Angesichts des verschärften Wettbewerbs wollen die japanischen Elektronikkonzerne Hitachi, Toshiba und Matsushita künftig gemeinsam Flachbildschirme für Fernseher herstellen. Das Trio plant nach eigenen Angaben die Gründung eine Joint Ventures, das bereits im Januar seinen Betrieb aufnehmen soll. Insgesamt wollen die drei Japaner umgerechnet mehr als 825 Millionen Euro in das Gemeinschaftsvorhaben pumpen.
Die Unternehmen wollen sich bei der Produktion auf den Größenbereich zwischen 26 und 32 Zoll konzentrieren. “Diese Größen verkaufen sich am besten, so können wir wettbewerbsfähige Preise erzielen”, sagte Hitachi-President Etsuhiko Shoyama. Dabei wird das Joint Venture voraussichtlich Hitachis Displaytechnologie IPS (In-Plane-Switching) einsetzen. Bei IPS-Panels sind beide Elektroden auf einer Seite der Anzeige in einer Ebene, parallel zur Displayoberfläche angebracht. Dadurch vergrößert sich der Betrachtungswinkeln auf bis zu 170 Grad.

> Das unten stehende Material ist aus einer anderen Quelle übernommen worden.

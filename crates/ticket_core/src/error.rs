//! Ticket workflow error types

use crate::ids::RoomId;
use thiserror::Error;

#[derive(Error, Debug)]
pub enum TicketError {
    #[error("user already has an open ticket")]
    DuplicateTicket,

    #[error("ticket creation is on cooldown for another {remaining_seconds}s")]
    CooldownActive { remaining_seconds: u64 },

    #[error("permission denied")]
    PermissionDenied,

    #[error("no panel is configured for this workspace")]
    NotConfigured,

    #[error("no ticket is registered for room {0}")]
    UnknownRoom(RoomId),

    #[error("invalid ticket state transition: {0}")]
    InvalidTransition(&'static str),

    #[error("room provisioning failed: {0}")]
    Provisioning(anyhow::Error),

    #[error("transcript delivery failed: {0}")]
    Delivery(anyhow::Error),
}

pub type Result<T> = std::result::Result<T, TicketError>;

Die Massenproduktion soll 2006 anlaufen, bis 2008 sollen dann jährlich 2,5 Millionen Flachbildschirme vom Band laufen. Analysten sagen eine Verfünffachung der weltweiten Nachfrage nach solchen Bildschirmen voraus – von drei Millionen im vergangenen Jahr auf 15 Millionen im Jahr 2006. An dem Joint Venture, für das es noch keinen Namen gibt, wird Hitachi 50 Prozent halten, Toshiba und Matsushita bringen 21 beziehungsweise 25 Prozent ein. Der Rest entfällt auf mehrere Chiphersteller und Zulieferer, die damit in die LCD-Fertigung einsteigen wollen.

Angesichts des steigenden Konkurrenzdrucks kam die Ankündigung der drei Unternehmen nicht überraschend. Bereits im Juli hatten sich Samsung und Sony in der S-LCD Corp. zusammengeschlossen, um gemeinsam Flachbildschirme herzustellen. Erste Gerüchte über eine Allianz der drei japanischen Giganten geisterten daraufhin seit Anfang August durch die Medien.